Marilou glanced at Jim, who nodded slowly. She threw up her arms. "They loved it!" She hugged Jane, while Jim stood laughing at the surprised looks on the others' faces.
"You stinkers!" Dan smiled amid the general celebration among the team members and shook hands with Jim. "You know your lunch bill will probably be higher," Dan joked, "We'll all want to pay you back for that little scare."
"Not a problem." Jim laughed again. "I'll gladly pay for lunch many times over to hear some of the great comments we heard today."
"Why the big response?" said Tim. "I mean, it's a good program and all, but it's not like we wrote the next version of Windows."
"It wasn't the program itself that generated most of the raves, although they did like it. They realized the difference the application will make in their work," said Jim, "but it was the way in which we did the program that impressed them the most. The project was done on time, on spec, and obviously written in response to their suggestions. They liked the level of communication we gave them, the way in which we handled the rollout, and the training.

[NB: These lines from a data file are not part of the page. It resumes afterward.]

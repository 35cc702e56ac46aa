use bytemuck::{Pod, Zeroable};
use phongview_assets::{AssetError, MeshData, TerrainParams};
use phongview_render::MeshSource;
use wgpu::util::DeviceExt;

/// Interleaved vertex as laid out in the vertex buffer.
#[repr(C)]
#[derive(Debug, Copy, Clone, PartialEq, Pod, Zeroable)]
pub struct Vertex {
    pub position: [f32; 3],
    pub normal: [f32; 3],
    pub uv: [f32; 2],
}

impl Vertex {
    const ATTRIBUTES: [wgpu::VertexAttribute; 3] =
        wgpu::vertex_attr_array![0 => Float32x3, 1 => Float32x3, 2 => Float32x2];

    pub fn layout() -> wgpu::VertexBufferLayout<'static> {
        wgpu::VertexBufferLayout {
            array_stride: std::mem::size_of::<Vertex>() as u64,
            step_mode: wgpu::VertexStepMode::Vertex,
            attributes: &Self::ATTRIBUTES,
        }
    }
}

/// Interleave a mesh's attribute streams. Missing normals/uvs become zero.
pub fn interleave(mesh: &MeshData) -> Vec<Vertex> {
    mesh.positions
        .iter()
        .enumerate()
        .map(|(i, &position)| Vertex {
            position,
            normal: mesh.normals.get(i).copied().unwrap_or_default(),
            uv: mesh.uvs.get(i).copied().unwrap_or_default(),
        })
        .collect()
}

/// Build the CPU mesh an object's source describes.
pub fn mesh_for_source(source: &MeshSource) -> Result<MeshData, AssetError> {
    match source {
        MeshSource::File { path } => phongview_assets::load_mesh(path),
        MeshSource::Cube { size } => Ok(phongview_assets::cube(*size)),
        MeshSource::Terrain {
            width,
            depth,
            columns,
            rows,
            max_height,
            heightmap,
        } => {
            let heights = heightmap
                .as_ref()
                .map(phongview_assets::load_image)
                .transpose()?;
            let params = TerrainParams {
                width: *width,
                depth: *depth,
                columns: *columns,
                rows: *rows,
                max_height: *max_height,
            };
            Ok(phongview_assets::terrain(params, heights.as_ref()))
        }
    }
}

/// Vertex and index buffers for one mesh.
pub struct GpuMesh {
    pub vertex_buffer: wgpu::Buffer,
    pub index_buffer: wgpu::Buffer,
    pub index_count: u32,
}

impl GpuMesh {
    pub fn upload(device: &wgpu::Device, mesh: &MeshData) -> Self {
        let vertices = interleave(mesh);
        let vertex_buffer = device.create_buffer_init(&wgpu::util::BufferInitDescriptor {
            label: Some(&format!("{}_vertices", mesh.name)),
            contents: bytemuck::cast_slice(&vertices),
            usage: wgpu::BufferUsages::VERTEX,
        });
        let index_buffer = device.create_buffer_init(&wgpu::util::BufferInitDescriptor {
            label: Some(&format!("{}_indices", mesh.name)),
            contents: bytemuck::cast_slice(&mesh.indices),
            usage: wgpu::BufferUsages::INDEX,
        });
        Self {
            vertex_buffer,
            index_buffer,
            index_count: mesh.indices.len() as u32,
        }
    }

    pub fn draw(&self, pass: &mut wgpu::RenderPass<'_>) {
        pass.set_vertex_buffer(0, self.vertex_buffer.slice(..));
        pass.set_index_buffer(self.index_buffer.slice(..), wgpu::IndexFormat::Uint32);
        pass.draw_indexed(0..self.index_count, 0, 0..1);
    }
}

"Most of all, though, they liked the fact that we kept our word. Almost everyone said over and over that we restored their faith in our IT department's ability to deliver." He turned to Bill. "They especially mentioned you, Bill. They knew that your folks did the actual writing, and they kept saying how they knew you'd give them a winner."
"But that's not fair!" said Bill, humbly. His hand swept the room. "Without all of us—all of you—we couldn't have pulled off this project."
"Don't sweat it, Chief." Dan punched Bill in the arm. "By putting together a good team and working a good system, we put out a good product. If you and your developers get most of the credit, that's alright." He looked at Bill slyly. "You can make it up to us by going back to work while we eat your share of lunch. OK?"
"No way!" said Bill, grinning. "We're tired of pizza and Jolt. Time for some other food groups."
As the group moved off for lunch, Marilou told Tim, "Speaking of food, I really liked the icon you gave the program. None of the managers got it, but I thought it was cute."
"Icon?" Bill was baffled. "The last time I looked, it was something like a timesheet."
"Oh no," Marilou grinned. "That got changed before the rollout to the managers' machines."
"Well, what is it now?" asked Dan.
"A doughnut!" shouted Bill. "Where did that come from?" Tim was hiding behind Sam. "You did it, didn't you?" Bill said, pointing a finger at Tim. "I'll show you a doughnut or two!"
Tim ran for the elevators, Bill close behind him. "Save us a place at the restaurant!" Jane yelled after them.